Which lines below contain the word "crate"? Copy each one.

··· Data shown ···

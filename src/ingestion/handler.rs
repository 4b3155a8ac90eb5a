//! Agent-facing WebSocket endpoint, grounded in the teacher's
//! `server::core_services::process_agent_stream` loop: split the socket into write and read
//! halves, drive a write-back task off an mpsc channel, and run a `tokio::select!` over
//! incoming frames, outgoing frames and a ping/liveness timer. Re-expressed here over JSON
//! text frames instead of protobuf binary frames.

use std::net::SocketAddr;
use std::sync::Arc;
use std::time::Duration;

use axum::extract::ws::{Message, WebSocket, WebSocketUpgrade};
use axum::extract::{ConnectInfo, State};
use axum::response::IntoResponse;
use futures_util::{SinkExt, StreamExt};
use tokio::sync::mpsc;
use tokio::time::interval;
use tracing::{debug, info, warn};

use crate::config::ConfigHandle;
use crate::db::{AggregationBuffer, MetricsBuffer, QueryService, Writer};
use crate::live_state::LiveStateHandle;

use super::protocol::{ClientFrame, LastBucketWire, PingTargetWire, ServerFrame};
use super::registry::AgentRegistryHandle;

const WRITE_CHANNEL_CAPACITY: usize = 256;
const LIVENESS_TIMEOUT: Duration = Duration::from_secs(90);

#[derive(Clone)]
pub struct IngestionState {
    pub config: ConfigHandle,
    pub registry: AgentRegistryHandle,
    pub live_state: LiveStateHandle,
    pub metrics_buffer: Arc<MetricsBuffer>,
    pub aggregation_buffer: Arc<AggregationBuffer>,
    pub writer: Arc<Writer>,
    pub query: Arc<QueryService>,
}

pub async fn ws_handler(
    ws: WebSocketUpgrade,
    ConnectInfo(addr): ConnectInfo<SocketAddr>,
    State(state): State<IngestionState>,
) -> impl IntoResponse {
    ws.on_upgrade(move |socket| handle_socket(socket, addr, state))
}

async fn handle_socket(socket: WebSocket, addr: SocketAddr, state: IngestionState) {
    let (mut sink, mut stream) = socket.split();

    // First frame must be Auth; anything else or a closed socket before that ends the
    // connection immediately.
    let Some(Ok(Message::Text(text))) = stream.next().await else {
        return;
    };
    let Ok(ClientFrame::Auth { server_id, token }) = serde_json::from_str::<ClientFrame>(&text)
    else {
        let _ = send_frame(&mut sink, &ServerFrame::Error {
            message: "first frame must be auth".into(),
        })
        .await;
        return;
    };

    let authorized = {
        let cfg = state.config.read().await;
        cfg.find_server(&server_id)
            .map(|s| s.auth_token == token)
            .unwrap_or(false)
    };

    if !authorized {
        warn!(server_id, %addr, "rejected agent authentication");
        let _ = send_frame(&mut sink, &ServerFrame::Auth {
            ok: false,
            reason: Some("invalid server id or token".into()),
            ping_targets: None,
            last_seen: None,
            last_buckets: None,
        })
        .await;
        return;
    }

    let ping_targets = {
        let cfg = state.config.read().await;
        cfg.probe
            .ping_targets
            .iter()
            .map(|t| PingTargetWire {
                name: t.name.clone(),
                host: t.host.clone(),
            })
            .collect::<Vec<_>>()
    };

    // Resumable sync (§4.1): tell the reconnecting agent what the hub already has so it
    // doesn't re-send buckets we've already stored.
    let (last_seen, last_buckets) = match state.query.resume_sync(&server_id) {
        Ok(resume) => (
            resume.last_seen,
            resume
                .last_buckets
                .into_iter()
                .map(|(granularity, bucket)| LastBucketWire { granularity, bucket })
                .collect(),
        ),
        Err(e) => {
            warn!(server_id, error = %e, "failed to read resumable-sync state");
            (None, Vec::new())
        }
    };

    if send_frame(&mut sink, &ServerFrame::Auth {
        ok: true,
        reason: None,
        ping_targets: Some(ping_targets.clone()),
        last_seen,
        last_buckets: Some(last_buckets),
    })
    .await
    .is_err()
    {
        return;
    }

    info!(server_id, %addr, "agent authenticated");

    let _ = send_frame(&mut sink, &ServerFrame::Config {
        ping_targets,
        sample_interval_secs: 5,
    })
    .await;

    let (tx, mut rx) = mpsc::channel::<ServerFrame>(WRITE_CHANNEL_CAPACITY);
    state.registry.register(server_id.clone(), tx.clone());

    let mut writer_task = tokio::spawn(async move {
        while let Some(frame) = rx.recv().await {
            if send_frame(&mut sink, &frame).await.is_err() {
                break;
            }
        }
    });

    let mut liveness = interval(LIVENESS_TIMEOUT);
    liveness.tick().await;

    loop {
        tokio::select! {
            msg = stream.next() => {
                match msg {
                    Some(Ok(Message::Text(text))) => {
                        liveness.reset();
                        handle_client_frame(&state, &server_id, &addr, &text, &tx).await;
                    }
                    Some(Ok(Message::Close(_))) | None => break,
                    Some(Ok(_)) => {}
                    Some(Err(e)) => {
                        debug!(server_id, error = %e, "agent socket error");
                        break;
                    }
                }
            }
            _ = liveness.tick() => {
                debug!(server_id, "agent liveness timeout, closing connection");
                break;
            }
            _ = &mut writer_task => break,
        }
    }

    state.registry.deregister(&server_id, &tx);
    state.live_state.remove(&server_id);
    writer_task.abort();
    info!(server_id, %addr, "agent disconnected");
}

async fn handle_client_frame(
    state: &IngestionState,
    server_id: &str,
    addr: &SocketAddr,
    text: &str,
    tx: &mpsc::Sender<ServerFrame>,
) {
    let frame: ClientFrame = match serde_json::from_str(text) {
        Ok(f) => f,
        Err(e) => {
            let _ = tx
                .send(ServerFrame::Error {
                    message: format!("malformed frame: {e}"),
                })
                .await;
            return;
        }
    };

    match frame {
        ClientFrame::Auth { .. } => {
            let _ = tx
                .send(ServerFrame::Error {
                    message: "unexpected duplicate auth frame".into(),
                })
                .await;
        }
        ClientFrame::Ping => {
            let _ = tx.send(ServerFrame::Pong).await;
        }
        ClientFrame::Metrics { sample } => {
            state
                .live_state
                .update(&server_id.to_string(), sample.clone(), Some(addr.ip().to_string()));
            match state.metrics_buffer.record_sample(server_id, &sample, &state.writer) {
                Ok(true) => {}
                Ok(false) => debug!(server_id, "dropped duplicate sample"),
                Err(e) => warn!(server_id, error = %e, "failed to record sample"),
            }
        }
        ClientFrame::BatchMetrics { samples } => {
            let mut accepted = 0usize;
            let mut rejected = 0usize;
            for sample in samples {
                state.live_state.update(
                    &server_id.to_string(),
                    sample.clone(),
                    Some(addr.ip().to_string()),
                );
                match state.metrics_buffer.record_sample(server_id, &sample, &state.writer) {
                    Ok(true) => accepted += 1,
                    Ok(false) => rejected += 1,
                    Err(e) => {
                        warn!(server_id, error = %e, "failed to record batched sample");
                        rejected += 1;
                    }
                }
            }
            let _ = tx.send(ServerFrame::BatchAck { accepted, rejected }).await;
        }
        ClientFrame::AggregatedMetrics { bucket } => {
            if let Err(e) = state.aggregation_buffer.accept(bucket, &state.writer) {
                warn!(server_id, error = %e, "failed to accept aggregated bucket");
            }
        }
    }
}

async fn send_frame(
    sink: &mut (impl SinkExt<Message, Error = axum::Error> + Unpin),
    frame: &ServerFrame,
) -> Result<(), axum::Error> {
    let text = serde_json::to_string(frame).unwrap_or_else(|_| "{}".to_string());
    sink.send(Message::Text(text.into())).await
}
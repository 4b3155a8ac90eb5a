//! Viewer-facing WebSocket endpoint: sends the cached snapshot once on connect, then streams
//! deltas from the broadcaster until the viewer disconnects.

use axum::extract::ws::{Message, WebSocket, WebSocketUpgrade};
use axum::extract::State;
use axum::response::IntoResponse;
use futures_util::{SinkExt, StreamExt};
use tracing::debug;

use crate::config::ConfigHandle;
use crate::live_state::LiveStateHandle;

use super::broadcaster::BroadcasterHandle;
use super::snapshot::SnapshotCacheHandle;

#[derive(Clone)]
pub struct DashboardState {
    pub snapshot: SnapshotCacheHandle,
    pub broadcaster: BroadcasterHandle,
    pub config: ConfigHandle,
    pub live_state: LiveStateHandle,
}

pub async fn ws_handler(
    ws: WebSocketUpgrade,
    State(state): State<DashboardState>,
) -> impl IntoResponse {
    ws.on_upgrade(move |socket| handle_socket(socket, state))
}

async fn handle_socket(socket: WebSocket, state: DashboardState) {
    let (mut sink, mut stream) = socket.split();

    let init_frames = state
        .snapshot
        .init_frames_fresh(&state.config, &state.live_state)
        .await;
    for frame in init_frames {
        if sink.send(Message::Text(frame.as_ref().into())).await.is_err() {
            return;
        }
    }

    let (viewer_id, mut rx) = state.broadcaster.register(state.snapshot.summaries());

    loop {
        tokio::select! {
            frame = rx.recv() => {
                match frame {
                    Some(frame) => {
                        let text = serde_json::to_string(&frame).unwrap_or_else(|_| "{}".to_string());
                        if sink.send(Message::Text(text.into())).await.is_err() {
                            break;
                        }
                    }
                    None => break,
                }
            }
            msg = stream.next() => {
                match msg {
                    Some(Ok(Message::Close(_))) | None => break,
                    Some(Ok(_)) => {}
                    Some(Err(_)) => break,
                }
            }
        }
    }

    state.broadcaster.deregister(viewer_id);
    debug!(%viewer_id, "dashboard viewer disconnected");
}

···
··· Data shown ···

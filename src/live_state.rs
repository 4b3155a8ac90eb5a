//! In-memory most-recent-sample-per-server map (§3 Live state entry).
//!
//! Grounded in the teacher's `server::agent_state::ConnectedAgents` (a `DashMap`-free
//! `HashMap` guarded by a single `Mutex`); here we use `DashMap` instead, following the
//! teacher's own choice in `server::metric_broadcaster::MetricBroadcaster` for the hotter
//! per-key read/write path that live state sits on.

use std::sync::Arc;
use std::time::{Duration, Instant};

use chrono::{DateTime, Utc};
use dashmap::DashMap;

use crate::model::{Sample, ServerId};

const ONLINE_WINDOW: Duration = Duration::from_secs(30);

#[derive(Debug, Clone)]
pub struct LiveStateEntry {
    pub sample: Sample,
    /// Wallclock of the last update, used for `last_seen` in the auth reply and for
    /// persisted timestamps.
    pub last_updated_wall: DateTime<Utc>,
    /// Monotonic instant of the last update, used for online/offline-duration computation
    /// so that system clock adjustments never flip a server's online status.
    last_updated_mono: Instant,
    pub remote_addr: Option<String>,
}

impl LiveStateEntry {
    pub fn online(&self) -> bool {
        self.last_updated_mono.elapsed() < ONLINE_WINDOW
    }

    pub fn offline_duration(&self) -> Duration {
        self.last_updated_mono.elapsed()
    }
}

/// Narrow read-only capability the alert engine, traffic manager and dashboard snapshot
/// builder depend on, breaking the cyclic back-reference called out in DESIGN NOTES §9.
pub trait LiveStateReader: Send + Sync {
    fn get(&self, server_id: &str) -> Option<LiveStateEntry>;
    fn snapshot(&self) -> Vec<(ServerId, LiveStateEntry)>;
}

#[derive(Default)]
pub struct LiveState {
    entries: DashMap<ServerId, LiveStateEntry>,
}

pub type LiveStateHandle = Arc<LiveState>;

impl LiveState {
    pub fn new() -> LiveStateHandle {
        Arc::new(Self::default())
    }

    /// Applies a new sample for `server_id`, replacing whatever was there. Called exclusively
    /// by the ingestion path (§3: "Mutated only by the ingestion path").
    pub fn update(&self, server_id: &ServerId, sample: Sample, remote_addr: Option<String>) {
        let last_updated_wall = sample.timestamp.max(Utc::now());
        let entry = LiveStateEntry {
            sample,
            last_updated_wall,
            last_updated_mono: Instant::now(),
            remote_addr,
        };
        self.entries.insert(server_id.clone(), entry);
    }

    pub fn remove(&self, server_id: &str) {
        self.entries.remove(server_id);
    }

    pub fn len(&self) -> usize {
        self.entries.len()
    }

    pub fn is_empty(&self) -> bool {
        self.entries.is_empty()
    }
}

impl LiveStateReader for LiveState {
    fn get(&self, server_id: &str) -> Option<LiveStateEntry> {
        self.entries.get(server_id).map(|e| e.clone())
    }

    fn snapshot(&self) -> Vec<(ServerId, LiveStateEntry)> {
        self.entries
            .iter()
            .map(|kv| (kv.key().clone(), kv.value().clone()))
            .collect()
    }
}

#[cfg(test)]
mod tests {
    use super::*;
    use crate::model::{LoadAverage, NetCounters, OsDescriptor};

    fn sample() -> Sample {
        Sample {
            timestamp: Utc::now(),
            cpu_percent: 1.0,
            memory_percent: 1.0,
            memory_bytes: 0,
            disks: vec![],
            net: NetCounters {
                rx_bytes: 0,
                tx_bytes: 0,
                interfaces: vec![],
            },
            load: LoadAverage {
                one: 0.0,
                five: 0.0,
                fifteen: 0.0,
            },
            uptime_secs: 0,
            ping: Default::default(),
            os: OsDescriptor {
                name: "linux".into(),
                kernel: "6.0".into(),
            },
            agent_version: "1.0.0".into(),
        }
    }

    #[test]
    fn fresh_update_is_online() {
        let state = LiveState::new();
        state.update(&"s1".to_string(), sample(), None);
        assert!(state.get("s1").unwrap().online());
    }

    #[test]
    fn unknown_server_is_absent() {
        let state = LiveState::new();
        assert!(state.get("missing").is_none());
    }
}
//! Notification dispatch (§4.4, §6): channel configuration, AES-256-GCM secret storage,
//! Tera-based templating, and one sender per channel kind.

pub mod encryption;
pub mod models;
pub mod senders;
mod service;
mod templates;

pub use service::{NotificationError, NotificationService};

···

**Written solution:**
use crate::config::ConfigHandle;
use crate::db::{AggregationBuffer, MetricsBuffer, QueryService, Writer};
use crate::live_state::LiveStateHandle;
use crate::config::ConfigHandle;
use crate::live_state::LiveStateHandle;
use crate::model::{Sample, ServerId};
    use crate::model::{LoadAverage, NetCounters, OsDescriptor};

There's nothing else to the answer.